Saved data entries:
+===+

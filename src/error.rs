use std::fmt;

macro_rules! define_errors {
    (
        $(wrap $variant:ident($ty:ty) => $label:expr),*;
        $(msg $msg_variant:ident => $msg_label:expr),*
        $(;)?
    ) => {
        /// Failures at the crate's I/O edges: config files and paginator bounds.
        #[derive(Debug)]
        pub enum MetaError {
            $($variant($ty),)*
            $($msg_variant(String),)*
        }

        impl fmt::Display for MetaError {
            fn fmt(&self, f: &mut fmt::Formatter<'_>) -> fmt::Result {
                match self {
                    $(MetaError::$variant(err) => write!(f, "{}: {}", $label, err),)*
                    $(MetaError::$msg_variant(msg) => write!(f, "{}: {}", $msg_label, msg),)*
                }
            }
        }

        $(impl From<$ty> for MetaError {
            fn from(err: $ty) -> Self {
                MetaError::$variant(err)
            }
        })*
    };
}

define_errors! {
    wrap Io(std::io::Error)    => "Io error",
    wrap Toml(toml::de::Error) => "Toml error";
    msg Config    => "Config error",
    msg Paginator => "Paginator error"
}

impl std::error::Error for MetaError {}

pub type MetaResult<T> = std::result::Result<T, MetaError>;
use std::fmt;

use tracing::debug;

use crate::config::Config;
use crate::models::{Rel, Tag};
use crate::paginator::Paginator;
use crate::utils::{clean, clean_text, limit_chars};

/// Collects head metadata for one page and renders it as HTML tags.
///
/// Every setter sanitizes its input once (markup stripped, outer whitespace
/// trimmed) and returns the same builder so calls can be chained. Getters
/// hand back a [`Tag`] or `None` when the value is unset.
#[derive(Debug, Clone, Default)]
pub struct MetaTags {
    config: Config,
    title: Option<String>,
    description: Option<String>,
    keywords: Vec<String>,
    robots: Option<String>,
    canonical: Option<String>,
    prev_href: Option<String>,
    next_href: Option<String>,
}

impl MetaTags {
    pub fn new(config: Config) -> Self {
        Self {
            config,
            ..Self::default()
        }
    }

    pub fn config(&self) -> &Config {
        &self.config
    }

    // -- Links ---------------------------------------------------------------

    pub fn set_canonical<'a>(&mut self, url: impl Into<Option<&'a str>>) -> &mut Self {
        self.canonical = url.into().map(clean);
        self
    }

    pub fn get_canonical(&self) -> Option<Tag> {
        self.canonical
            .as_deref()
            .map(|href| Tag::link(Rel::Canonical, href))
    }

    pub fn set_prev_href<'a>(&mut self, url: impl Into<Option<&'a str>>) -> &mut Self {
        self.prev_href = url.into().map(clean);
        self
    }

    pub fn get_prev_href(&self) -> Option<Tag> {
        self.prev_href.as_deref().map(|href| Tag::link(Rel::Prev, href))
    }

    pub fn set_next_href<'a>(&mut self, url: impl Into<Option<&'a str>>) -> &mut Self {
        self.next_href = url.into().map(clean);
        self
    }

    pub fn get_next_href(&self) -> Option<Tag> {
        self.next_href.as_deref().map(|href| Tag::link(Rel::Next, href))
    }

    /// Fill next/prev/canonical from a paginator.
    ///
    /// Missing next or previous pages leave the matching field untouched.
    /// Canonical is always `url(current_page)`; on the first page this is
    /// `url(1)`, which the paginator must return without a page parameter.
    pub fn set_pagination_links<P: Paginator + ?Sized>(&mut self, paginator: &P) -> &mut Self {
        if let Some(next) = paginator.next_page_url() {
            self.set_next_href(next.as_str());
        }

        if let Some(prev) = paginator.previous_page_url() {
            self.set_prev_href(prev.as_str());
        }

        let current = paginator.current_page();
        debug_assert!(current >= 1, "paginator reported page {current}");

        let canonical = paginator.url(current);
        debug!(page = current, canonical = %canonical, "pagination links set");
        self.set_canonical(canonical.as_str())
    }

    // -- Title / meta --------------------------------------------------------

    pub fn set_title<'a>(&mut self, title: impl Into<Option<&'a str>>) -> &mut Self {
        let max = self.config.title.max_length;
        self.title = title.into().map(|t| limit_chars(&clean_text(t), max));
        self
    }

    /// The title joined with the configured default, e.g. `Post | My Site`.
    pub fn get_title(&self) -> Option<Tag> {
        let default = self.config.title.default.as_deref();
        let text = match (self.title.as_deref(), default) {
            (Some(title), Some(default)) => {
                format!("{}{}{}", title, self.config.title.separator, default)
            }
            (Some(title), None) => title.to_string(),
            (None, Some(default)) => default.to_string(),
            (None, None) => return None,
        };
        Some(Tag::Title(text))
    }

    pub fn set_description<'a>(&mut self, description: impl Into<Option<&'a str>>) -> &mut Self {
        let max = self.config.description.max_length;
        self.description = description
            .into()
            .map(|d| limit_chars(&clean_text(d), max));
        self
    }

    pub fn get_description(&self) -> Option<Tag> {
        self.description
            .as_deref()
            .map(|content| Tag::meta("description", content))
    }

    pub fn set_keywords<'a, I>(&mut self, keywords: I) -> &mut Self
    where
        I: IntoIterator<Item = &'a str>,
    {
        self.keywords.clear();
        for keyword in keywords {
            self.add_keyword(keyword);
        }
        self
    }

    pub fn add_keyword(&mut self, keyword: &str) -> &mut Self {
        let keyword = clean_text(keyword);
        if !keyword.is_empty() {
            self.keywords.push(keyword);
        }
        self
    }

    pub fn get_keywords(&self) -> Option<Tag> {
        if self.keywords.is_empty() {
            return None;
        }
        Some(Tag::meta("keywords", &self.keywords.join(", ")))
    }

    pub fn set_robots<'a>(&mut self, robots: impl Into<Option<&'a str>>) -> &mut Self {
        self.robots = robots.into().map(clean);
        self
    }

    /// Falls back to the configured robots value when none was set.
    pub fn get_robots(&self) -> Option<Tag> {
        self.robots
            .as_deref()
            .or(self.config.robots.as_deref())
            .map(|content| Tag::meta("robots", content))
    }

    /// Clear every value; the config is kept.
    pub fn reset(&mut self) -> &mut Self {
        let config = std::mem::take(&mut self.config);
        *self = Self::new(config);
        self
    }

    /// All present tags in head order.
    pub fn tags(&self) -> Vec<Tag> {
        [
            self.get_title(),
            self.get_description(),
            self.get_keywords(),
            self.get_robots(),
            self.get_canonical(),
            self.get_prev_href(),
            self.get_next_href(),
        ]
        .into_iter()
        .flatten()
        .collect()
    }

    pub fn to_html(&self) -> String {
        self.tags()
            .iter()
            .map(Tag::to_html)
            .collect::<Vec<_>>()
            .join("\n")
    }
}

impl fmt::Display for MetaTags {
    fn fmt(&self, f: &mut fmt::Formatter<'_>) -> fmt::Result {
        f.write_str(&self.to_html())
    }
}
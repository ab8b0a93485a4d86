#![allow(dead_code)]

use metatags::Paginator;
use std::cell::{Cell, RefCell};
use std::collections::HashMap;
use std::path::PathBuf;

pub fn fixture_path(name: &str) -> PathBuf {
    PathBuf::from(env!("CARGO_MANIFEST_DIR"))
        .join("tests")
        .join("common")
        .join("fixtures")
        .join(name)
}

pub fn load_fixture(name: &str) -> String {
    std::fs::read_to_string(fixture_path(name))
        .unwrap_or_else(|e| panic!("Failed to load fixture {}: {}", name, e))
}

/// Paginator with canned answers that records how often it was asked.
#[derive(Default)]
pub struct StubPaginator {
    pub next: Option<String>,
    pub previous: Option<String>,
    pub current: usize,
    pub urls: HashMap<usize, String>,
    pub next_calls: Cell<usize>,
    pub previous_calls: Cell<usize>,
    pub current_calls: Cell<usize>,
    pub url_calls: RefCell<Vec<usize>>,
}

impl StubPaginator {
    pub fn new(current: usize) -> Self {
        Self {
            current,
            ..Self::default()
        }
    }

    pub fn next(mut self, url: &str) -> Self {
        self.next = Some(url.to_string());
        self
    }

    pub fn previous(mut self, url: &str) -> Self {
        self.previous = Some(url.to_string());
        self
    }

    pub fn url_for(mut self, page: usize, url: &str) -> Self {
        self.urls.insert(page, url.to_string());
        self
    }
}

impl Paginator for StubPaginator {
    fn next_page_url(&self) -> Option<String> {
        self.next_calls.set(self.next_calls.get() + 1);
        self.next.clone()
    }

    fn previous_page_url(&self) -> Option<String> {
        self.previous_calls.set(self.previous_calls.get() + 1);
        self.previous.clone()
    }

    fn current_page(&self) -> usize {
        self.current_calls.set(self.current_calls.get() + 1);
        self.current
    }

    fn url(&self, page: usize) -> String {
        self.url_calls.borrow_mut().push(page);
        self.urls
            .get(&page)
            .cloned()
            .unwrap_or_else(|| panic!("unexpected url({page})"))
    }
}
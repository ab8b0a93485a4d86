use metatags::{cli, config::Config, logger, MetaResult, MetaTags, UrlPaginator};
use tracing::{error, info};

fn run(args: cli::Args) -> MetaResult<String> {
    let config = match &args.config {
        Some(path) => Config::load_from(path)?,
        None => Config::load()?,
    };

    let mut paginator = UrlPaginator::new(&args.url, args.page).with_page_name(&config.page_name);
    if let Some(last_page) = args.last_page {
        paginator = paginator.with_last_page(last_page)?;
    }
    info!(url = %args.url, page = args.page, "rendering head tags");

    let mut meta = MetaTags::new(config);
    meta.set_title(args.title.as_deref())
        .set_description(args.description.as_deref())
        .set_keywords(args.keywords.iter().map(String::as_str))
        .set_robots(args.robots.as_deref())
        .set_pagination_links(&paginator);

    Ok(meta.to_html())
}

fn main() {
    let args = cli::parse();
    logger::init(args.log);

    match run(args) {
        Ok(html) => println!("{html}"),
        Err(e) => {
            error!("{e}");
            std::process::exit(1);
        }
    }
}
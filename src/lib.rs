pub mod cli;
pub mod config;
pub mod error;
pub mod html;
pub mod logger;
pub mod meta;
pub mod models;
pub mod paginator;
pub mod utils;

pub use error::{MetaError, MetaResult};
pub use meta::MetaTags;
pub use models::{Rel, Tag};
pub use paginator::{Paginator, UrlPaginator};
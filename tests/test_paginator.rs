use metatags::{MetaError, MetaTags, Paginator, UrlPaginator};

#[test]
fn first_page_url_has_no_page_param() {
    let p = UrlPaginator::new("http://site.com", 1);
    assert_eq!(p.url(1), "http://site.com");
    assert_eq!(p.url(0), "http://site.com");
}

#[test]
fn later_pages_append_param() {
    let p = UrlPaginator::new("http://site.com", 1);
    assert_eq!(p.url(2), "http://site.com?page=2");
    assert_eq!(p.url(10), "http://site.com?page=10");
}

#[test]
fn existing_query_uses_ampersand() {
    let p = UrlPaginator::new("http://site.com/posts?sort=asc", 1);
    assert_eq!(p.url(3), "http://site.com/posts?sort=asc&page=3");
}

#[test]
fn existing_page_param_is_replaced() {
    let p = UrlPaginator::new("http://site.com?page=1&sort=asc", 4);
    assert_eq!(p.url(1), "http://site.com?sort=asc");
    assert_eq!(p.url(4), "http://site.com?sort=asc&page=4");
}

#[test]
fn fragment_stays_last() {
    let p = UrlPaginator::new("http://site.com#list", 1);
    assert_eq!(p.url(2), "http://site.com?page=2#list");
}

#[test]
fn custom_page_name() {
    let p = UrlPaginator::new("http://site.com?p=5", 1).with_page_name("p");
    assert_eq!(p.url(1), "http://site.com");
    assert_eq!(p.url(2), "http://site.com?p=2");
}

#[test]
fn zero_page_is_clamped() {
    let p = UrlPaginator::new("http://site.com", 0);
    assert_eq!(p.current_page(), 1);
}

#[test]
fn previous_and_next_in_middle() {
    let p = UrlPaginator::new("http://site.com", 10);
    assert_eq!(p.previous_page_url().as_deref(), Some("http://site.com?page=9"));
    assert_eq!(p.next_page_url().as_deref(), Some("http://site.com?page=11"));
}

#[test]
fn previous_from_page_two_is_bare_url() {
    let p = UrlPaginator::new("http://site.com", 2);
    assert_eq!(p.previous_page_url().as_deref(), Some("http://site.com"));
}

#[test]
fn no_previous_on_first_page() {
    let p = UrlPaginator::new("http://site.com", 1);
    assert!(p.previous_page_url().is_none());
}

#[test]
fn no_next_on_last_page() {
    let p = UrlPaginator::new("http://site.com", 3).with_last_page(3).unwrap();
    assert!(!p.has_more_pages());
    assert!(p.next_page_url().is_none());
}

#[test]
fn unknown_last_page_always_has_next() {
    let p = UrlPaginator::new("http://site.com", 500);
    assert_eq!(p.last_page(), None);
    assert!(p.has_more_pages());
}

#[test]
fn last_page_before_current_is_rejected() {
    let result = UrlPaginator::new("http://site.com", 5).with_last_page(2);
    assert!(matches!(result, Err(MetaError::Paginator(_))));
}

#[test]
fn builder_first_page_canonical_without_page_param() {
    let p = UrlPaginator::new("http://site.com?page=1", 1).with_last_page(5).unwrap();
    let mut meta = MetaTags::default();
    meta.set_pagination_links(&p);

    let html = meta.to_html();
    assert_eq!(
        html,
        "<link rel=\"canonical\" href=\"http://site.com\">\n\
         <link rel=\"next\" href=\"http://site.com?page=2\">"
    );
    assert!(!html.contains("page=1"));
}

#[test]
fn builder_single_page_result_set() {
    let p = UrlPaginator::new("http://site.com", 1).with_last_page(1).unwrap();
    let mut meta = MetaTags::default();
    meta.set_pagination_links(&p);

    assert!(meta.get_next_href().is_none());
    assert!(meta.get_prev_href().is_none());
    assert_eq!(
        meta.get_canonical().unwrap().to_string(),
        r#"<link rel="canonical" href="http://site.com">"#
    );
}

#[test]
fn builder_accepts_trait_object() {
    let p: Box<dyn Paginator> = Box::new(UrlPaginator::new("http://site.com", 2));
    let mut meta = MetaTags::default();
    meta.set_pagination_links(p.as_ref());

    assert_eq!(
        meta.get_canonical().unwrap().to_string(),
        r#"<link rel="canonical" href="http://site.com?page=2">"#
    );
}

#[test]
fn custom_page_name_keeps_default_named_param() {
    let p = UrlPaginator::new("http://site.com/docs?page=about", 2).with_page_name("p");
    assert_eq!(p.url(1), "http://site.com/docs?page=about");
    assert_eq!(p.url(2), "http://site.com/docs?page=about&p=2");
}

#[test]
fn max_page_has_no_next() {
    let p = UrlPaginator::new("http://site.com", usize::MAX);
    assert!(p.next_page_url().is_none());
    assert_eq!(
        p.previous_page_url(),
        Some(format!("http://site.com?page={}", usize::MAX - 1))
    );
}
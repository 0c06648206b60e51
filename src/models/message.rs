use serde::{Deserialize, Serialize};
use utoipa::ToSchema;

/// Greeting shown by the frontend once it reaches the backend
#[derive(Serialize, Deserialize, ToSchema)]
pub struct MessageResponse {
    pub message: String,
}
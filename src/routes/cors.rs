use crate::config::{AllowedOrigins, Config};
use axum::http::HeaderValue;
use tower_http::cors::{AllowOrigin, Any, CorsLayer};
use tracing::{error, info, warn};

/// Build the CORS layer applied in front of every route.
///
/// Preflight `OPTIONS` requests are answered here, so routes only register
/// their real methods.
pub fn cors_layer(config: &Config) -> CorsLayer {
    CorsLayer::new()
        .allow_origin(allow_origin(config.allowed_origins()))
        .allow_methods(Any)
        .allow_headers(Any)
}

/// An explicit list never widens to `*`; if no entry is a valid header value
/// no origin is allowed.
fn allow_origin(origins: AllowedOrigins) -> AllowOrigin {
    let origins = match origins {
        AllowedOrigins::Any => {
            info!("CORS: allowing any origin");
            return AllowOrigin::any();
        }
        AllowedOrigins::Only(origins) => origins,
    };

    let values: Vec<HeaderValue> = origins
        .into_iter()
        .filter_map(|origin| match HeaderValue::from_str(&origin) {
            Ok(value) => Some(value),
            Err(e) => {
                warn!("Ignoring invalid CORS origin {:?}: {}", origin, e);
                None
            }
        })
        .collect();

    if values.is_empty() {
        error!("CORS: no configured origin is valid, cross-origin requests will be refused");
    } else {
        info!("CORS: allowing {} configured origin(s)", values.len());
    }
    AllowOrigin::list(values)
}
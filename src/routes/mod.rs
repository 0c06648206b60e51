mod api;
mod cors;

pub use api::create_api_routes;
pub use cors::cors_layer;

use crate::{config::Config, docs::ApiDoc};
use axum::Router;
use tower_http::trace::TraceLayer;
use utoipa::OpenApi;
use utoipa_swagger_ui::SwaggerUi;

/// Assemble the full application router
pub fn create_app(config: &Config) -> Router {
    Router::new()
        // Mount API routes
        .nest("/api", create_api_routes())
        // Mount Swagger UI
        .merge(SwaggerUi::new("/swagger").url("/api-docs/openapi.json", ApiDoc::openapi()))
        .layer(cors_layer(config))
        .layer(TraceLayer::new_for_http())
}
mod models;
mod handlers;
mod routes;
mod docs;
mod config;

use config::{AllowedOrigins, Config};
use routes::create_app;
use tracing::{info, error, warn};
use tracing_subscriber::{EnvFilter, fmt, prelude::*};
use std::panic;

#[tokio::main]
async fn main() -> anyhow::Result<()> {

    // Set panic hook for better error messages
    panic::set_hook(Box::new(|info| {
        eprintln!("PANIC: {info}");
    }));

    // Load configuration before tracing so LOG_LEVEL can seed the filter
    let loaded = Config::load();
    let config = loaded.as_ref().cloned().unwrap_or_default();

    // Initialize tracing
    tracing_subscriber::registry()
        .with(fmt::layer())
        .with(EnvFilter::try_from_default_env().unwrap_or_else(|_| config.log_filter().into()))
        .init();

    info!("Starting server...");

    match &loaded {
        Ok(_) => info!("✅ Configuration loaded successfully"),
        Err(e) => {
            error!("❌ Failed to load configuration: {}", e);
            warn!("Using default configuration");
        }
    }

    info!(
        "{} running in {} mode (log level {})",
        config.service_name, config.environment, config.log_level
    );
    if config.is_production() && config.allowed_origins() == AllowedOrigins::Any {
        warn!("CORS allows any origin in production; set CORS_ORIGINS to restrict it");
    } else if config.is_development() {
        info!("Development mode");
    }

    let app = create_app(&config);

    let listener = tokio::net::TcpListener::bind(config.server_address()).await?;

    info!("🚀 Server running on http://{}", config.server_address());
    info!("📚 Swagger UI available at http://{}/swagger", config.server_address());

    axum::serve(listener, app)
        .with_graceful_shutdown(shutdown_signal())
        .await?;

    info!("Server stopped");
    Ok(())
}

/// Resolve on Ctrl-C or SIGTERM
async fn shutdown_signal() {
    let ctrl_c = async {
        if let Err(e) = tokio::signal::ctrl_c().await {
            error!("Failed to install Ctrl-C handler: {}", e);
            std::future::pending::<()>().await;
        }
    };

    #[cfg(unix)]
    let terminate = async {
        match tokio::signal::unix::signal(tokio::signal::unix::SignalKind::terminate()) {
            Ok(mut signal) => {
                signal.recv().await;
            }
            Err(e) => {
                error!("Failed to install SIGTERM handler: {}", e);
                std::future::pending::<()>().await;
            }
        }
    };

    #[cfg(not(unix))]
    let terminate = std::future::pending::<()>();

    tokio::select! {
        _ = ctrl_c => {},
        _ = terminate => {},
    }

    info!("Shutdown signal received");
}
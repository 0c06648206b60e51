pub mod health;
pub mod message;

pub use health::*;
pub use message::*;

+===+

Exercise objective:
Look through the entries. Copy out each line with "unix" in it.

Written answer:
    #[cfg(unix)]
        match tokio::signal::unix::signal(tokio::signal::unix::SignalKind::terminate()) {
    #[cfg(not(unix))]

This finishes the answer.